** Data for the task follows **

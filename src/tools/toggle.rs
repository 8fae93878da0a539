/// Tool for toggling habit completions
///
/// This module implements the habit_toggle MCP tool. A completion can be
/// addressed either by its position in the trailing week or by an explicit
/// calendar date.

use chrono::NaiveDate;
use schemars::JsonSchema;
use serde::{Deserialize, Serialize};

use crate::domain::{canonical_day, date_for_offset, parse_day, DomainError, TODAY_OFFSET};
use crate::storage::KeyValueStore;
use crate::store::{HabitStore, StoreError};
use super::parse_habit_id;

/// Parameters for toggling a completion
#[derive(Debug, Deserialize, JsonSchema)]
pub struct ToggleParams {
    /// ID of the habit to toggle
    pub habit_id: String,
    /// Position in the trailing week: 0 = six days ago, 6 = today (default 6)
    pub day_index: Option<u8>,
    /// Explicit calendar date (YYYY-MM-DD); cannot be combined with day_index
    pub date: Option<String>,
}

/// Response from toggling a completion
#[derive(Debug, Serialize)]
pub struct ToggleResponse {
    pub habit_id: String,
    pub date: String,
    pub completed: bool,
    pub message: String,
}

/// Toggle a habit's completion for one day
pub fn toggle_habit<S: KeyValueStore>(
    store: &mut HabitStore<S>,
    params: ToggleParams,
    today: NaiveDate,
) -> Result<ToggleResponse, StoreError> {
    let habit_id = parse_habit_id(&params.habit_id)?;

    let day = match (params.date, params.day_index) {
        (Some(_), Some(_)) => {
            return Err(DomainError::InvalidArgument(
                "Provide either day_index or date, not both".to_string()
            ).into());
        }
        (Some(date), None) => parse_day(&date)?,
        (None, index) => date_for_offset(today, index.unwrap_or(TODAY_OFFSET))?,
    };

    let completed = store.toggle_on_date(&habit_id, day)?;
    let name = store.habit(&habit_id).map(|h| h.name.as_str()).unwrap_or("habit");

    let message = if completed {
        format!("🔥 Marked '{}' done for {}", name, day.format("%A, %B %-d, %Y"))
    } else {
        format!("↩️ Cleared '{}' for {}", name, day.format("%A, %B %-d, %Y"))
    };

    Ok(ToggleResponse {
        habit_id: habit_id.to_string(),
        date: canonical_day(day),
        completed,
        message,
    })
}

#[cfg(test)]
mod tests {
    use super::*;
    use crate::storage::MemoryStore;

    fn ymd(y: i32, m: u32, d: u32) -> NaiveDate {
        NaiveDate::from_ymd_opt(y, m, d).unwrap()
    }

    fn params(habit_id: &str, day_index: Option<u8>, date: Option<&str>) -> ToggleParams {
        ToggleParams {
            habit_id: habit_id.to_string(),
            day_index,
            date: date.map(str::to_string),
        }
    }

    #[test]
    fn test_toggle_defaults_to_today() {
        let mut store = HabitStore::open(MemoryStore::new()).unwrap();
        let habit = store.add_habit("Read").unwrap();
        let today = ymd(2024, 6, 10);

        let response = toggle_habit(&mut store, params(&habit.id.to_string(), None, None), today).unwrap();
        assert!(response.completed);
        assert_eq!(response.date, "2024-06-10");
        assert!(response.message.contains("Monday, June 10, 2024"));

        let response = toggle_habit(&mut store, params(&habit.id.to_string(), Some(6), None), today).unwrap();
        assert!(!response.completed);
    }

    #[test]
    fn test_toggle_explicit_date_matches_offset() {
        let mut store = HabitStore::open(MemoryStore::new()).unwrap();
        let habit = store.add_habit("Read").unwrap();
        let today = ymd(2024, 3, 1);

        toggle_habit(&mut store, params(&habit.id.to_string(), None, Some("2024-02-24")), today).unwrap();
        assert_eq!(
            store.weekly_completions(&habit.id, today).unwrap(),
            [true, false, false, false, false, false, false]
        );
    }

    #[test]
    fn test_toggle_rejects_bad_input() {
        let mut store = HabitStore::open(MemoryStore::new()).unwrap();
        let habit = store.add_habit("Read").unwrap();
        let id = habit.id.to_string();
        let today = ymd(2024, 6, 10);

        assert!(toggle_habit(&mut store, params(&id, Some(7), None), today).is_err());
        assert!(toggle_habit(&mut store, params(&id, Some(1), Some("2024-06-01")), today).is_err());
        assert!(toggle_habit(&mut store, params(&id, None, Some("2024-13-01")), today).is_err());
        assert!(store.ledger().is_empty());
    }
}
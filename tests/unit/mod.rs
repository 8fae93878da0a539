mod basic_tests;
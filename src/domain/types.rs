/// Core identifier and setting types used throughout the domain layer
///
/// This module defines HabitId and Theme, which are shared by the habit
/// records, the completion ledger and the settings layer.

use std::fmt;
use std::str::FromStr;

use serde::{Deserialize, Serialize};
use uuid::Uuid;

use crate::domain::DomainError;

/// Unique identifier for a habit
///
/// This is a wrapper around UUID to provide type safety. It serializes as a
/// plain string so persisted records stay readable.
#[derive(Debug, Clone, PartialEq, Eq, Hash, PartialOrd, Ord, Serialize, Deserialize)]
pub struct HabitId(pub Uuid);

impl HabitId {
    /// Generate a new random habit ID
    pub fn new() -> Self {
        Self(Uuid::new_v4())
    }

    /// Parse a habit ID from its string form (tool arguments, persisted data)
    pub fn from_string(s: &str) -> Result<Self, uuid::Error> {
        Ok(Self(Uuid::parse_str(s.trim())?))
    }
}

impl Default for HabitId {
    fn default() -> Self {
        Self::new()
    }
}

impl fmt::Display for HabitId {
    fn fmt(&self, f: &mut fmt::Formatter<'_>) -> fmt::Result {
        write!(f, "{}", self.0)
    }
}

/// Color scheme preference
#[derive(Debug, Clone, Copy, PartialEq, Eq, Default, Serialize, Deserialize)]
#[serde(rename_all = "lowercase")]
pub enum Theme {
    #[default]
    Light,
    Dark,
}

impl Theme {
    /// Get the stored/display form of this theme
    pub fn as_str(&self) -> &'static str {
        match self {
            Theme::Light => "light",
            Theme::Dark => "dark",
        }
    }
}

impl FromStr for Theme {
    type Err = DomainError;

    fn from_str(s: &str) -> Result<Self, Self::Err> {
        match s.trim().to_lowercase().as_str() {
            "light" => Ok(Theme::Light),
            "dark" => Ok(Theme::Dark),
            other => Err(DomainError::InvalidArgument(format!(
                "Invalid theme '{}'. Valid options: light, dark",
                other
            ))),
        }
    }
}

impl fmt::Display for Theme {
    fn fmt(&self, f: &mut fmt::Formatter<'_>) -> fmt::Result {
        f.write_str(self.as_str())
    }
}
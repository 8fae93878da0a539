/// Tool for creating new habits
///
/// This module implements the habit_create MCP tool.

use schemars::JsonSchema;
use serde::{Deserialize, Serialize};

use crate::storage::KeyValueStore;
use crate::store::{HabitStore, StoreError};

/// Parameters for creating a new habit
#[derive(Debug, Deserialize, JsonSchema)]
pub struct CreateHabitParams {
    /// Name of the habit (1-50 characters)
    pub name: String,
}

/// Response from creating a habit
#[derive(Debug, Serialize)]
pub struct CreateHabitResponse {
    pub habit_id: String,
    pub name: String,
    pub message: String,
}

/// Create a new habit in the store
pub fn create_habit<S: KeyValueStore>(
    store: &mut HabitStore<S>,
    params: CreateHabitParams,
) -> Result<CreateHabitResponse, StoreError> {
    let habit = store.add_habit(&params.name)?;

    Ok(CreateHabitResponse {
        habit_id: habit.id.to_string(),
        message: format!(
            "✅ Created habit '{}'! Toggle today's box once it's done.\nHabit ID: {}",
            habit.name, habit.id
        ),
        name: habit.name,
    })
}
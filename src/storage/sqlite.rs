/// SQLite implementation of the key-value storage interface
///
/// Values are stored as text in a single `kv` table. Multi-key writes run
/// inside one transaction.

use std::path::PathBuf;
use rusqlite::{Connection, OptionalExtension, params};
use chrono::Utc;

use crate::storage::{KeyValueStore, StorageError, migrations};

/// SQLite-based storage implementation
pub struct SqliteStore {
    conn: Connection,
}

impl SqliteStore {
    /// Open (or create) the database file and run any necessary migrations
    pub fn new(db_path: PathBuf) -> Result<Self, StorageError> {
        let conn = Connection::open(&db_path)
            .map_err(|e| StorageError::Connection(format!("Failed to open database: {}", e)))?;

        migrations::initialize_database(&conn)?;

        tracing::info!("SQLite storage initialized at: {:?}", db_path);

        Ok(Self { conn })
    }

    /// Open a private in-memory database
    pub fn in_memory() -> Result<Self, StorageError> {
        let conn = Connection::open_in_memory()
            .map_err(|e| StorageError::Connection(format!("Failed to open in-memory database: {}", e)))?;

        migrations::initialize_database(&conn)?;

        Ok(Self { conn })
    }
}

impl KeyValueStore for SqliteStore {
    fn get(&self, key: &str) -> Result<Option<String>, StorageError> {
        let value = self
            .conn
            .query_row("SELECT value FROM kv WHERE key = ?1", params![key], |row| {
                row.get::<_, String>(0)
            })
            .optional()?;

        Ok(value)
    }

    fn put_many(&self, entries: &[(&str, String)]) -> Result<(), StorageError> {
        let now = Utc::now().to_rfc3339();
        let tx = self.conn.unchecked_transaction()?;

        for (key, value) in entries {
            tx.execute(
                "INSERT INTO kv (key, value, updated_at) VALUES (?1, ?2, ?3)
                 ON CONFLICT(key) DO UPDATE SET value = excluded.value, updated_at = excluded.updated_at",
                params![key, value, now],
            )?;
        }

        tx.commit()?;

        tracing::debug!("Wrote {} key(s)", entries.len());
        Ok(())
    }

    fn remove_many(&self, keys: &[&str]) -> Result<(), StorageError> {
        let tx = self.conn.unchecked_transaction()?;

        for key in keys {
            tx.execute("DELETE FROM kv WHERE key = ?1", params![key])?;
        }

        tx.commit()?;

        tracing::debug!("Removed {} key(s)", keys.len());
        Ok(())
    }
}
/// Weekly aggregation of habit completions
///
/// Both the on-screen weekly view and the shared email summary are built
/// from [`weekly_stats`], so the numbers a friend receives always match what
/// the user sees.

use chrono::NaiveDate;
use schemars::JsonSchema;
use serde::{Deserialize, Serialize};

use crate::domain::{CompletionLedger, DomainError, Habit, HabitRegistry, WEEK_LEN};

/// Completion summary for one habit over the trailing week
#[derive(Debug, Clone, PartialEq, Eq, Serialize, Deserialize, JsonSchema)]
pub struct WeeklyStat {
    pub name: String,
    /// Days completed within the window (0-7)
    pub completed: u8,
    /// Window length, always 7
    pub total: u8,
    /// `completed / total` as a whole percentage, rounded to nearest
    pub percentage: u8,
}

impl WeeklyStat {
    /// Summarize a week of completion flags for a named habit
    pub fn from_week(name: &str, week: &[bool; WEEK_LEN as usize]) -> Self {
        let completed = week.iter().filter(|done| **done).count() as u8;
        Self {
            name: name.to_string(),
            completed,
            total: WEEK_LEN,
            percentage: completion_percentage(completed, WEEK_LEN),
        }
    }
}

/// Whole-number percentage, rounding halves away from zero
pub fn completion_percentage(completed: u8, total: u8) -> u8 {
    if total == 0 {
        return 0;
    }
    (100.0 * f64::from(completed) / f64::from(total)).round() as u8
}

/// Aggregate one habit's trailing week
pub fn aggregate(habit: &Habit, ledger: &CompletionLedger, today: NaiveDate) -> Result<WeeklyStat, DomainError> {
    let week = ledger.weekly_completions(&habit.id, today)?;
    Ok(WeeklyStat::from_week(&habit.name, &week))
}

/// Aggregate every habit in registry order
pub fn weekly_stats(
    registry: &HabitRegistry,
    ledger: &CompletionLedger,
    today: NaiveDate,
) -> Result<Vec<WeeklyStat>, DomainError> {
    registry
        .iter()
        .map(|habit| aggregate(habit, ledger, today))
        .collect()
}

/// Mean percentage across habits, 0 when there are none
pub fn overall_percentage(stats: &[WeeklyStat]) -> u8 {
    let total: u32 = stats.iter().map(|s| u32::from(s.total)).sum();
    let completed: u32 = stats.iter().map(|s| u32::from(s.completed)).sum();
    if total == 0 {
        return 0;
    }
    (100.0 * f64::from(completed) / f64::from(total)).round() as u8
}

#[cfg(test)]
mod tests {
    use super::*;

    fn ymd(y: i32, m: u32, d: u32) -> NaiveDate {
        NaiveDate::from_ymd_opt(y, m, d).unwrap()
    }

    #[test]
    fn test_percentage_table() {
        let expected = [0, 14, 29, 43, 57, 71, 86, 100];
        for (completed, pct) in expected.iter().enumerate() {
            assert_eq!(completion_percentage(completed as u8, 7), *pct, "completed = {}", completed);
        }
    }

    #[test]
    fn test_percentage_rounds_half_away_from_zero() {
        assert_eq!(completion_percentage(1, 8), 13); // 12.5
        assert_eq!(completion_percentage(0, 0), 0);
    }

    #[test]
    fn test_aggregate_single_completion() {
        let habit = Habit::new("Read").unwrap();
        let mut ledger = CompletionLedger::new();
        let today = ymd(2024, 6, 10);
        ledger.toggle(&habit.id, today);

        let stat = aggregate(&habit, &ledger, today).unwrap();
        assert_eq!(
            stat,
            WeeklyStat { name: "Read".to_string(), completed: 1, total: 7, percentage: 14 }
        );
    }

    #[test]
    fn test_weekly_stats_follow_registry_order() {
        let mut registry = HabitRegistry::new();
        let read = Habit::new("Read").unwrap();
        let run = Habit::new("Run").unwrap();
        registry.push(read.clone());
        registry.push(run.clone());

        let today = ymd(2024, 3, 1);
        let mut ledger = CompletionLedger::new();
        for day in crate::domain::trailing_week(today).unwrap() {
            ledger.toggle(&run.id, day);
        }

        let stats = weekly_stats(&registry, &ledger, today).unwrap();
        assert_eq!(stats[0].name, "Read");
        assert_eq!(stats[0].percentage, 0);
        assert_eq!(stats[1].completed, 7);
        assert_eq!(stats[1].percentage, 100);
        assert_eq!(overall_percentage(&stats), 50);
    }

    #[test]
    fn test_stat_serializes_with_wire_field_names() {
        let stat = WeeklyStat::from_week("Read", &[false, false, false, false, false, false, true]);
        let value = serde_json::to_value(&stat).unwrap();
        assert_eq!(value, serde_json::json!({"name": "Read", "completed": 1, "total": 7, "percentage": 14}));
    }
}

** End of Data for the task **

**Action item:** Return, word for word, every line from the top of the entries down to the line that holds "pub struct ToggleParams", both included.

**Task output:**
filename src/tools/toggle.rs
repository 8fae93878da0a539
/// Tool for toggling habit completions
///
/// This module implements the habit_toggle MCP tool. A completion can be
/// addressed either by its position in the trailing week or by an explicit
/// calendar date.

use chrono::NaiveDate;
use schemars::JsonSchema;
use serde::{Deserialize, Serialize};

use crate::domain::{canonical_day, date_for_offset, parse_day, DomainError, TODAY_OFFSET};
use crate::storage::KeyValueStore;
use crate::store::{HabitStore, StoreError};
use super::parse_habit_id;

/// Parameters for toggling a completion
#[derive(Debug, Deserialize, JsonSchema)]
pub struct ToggleParams {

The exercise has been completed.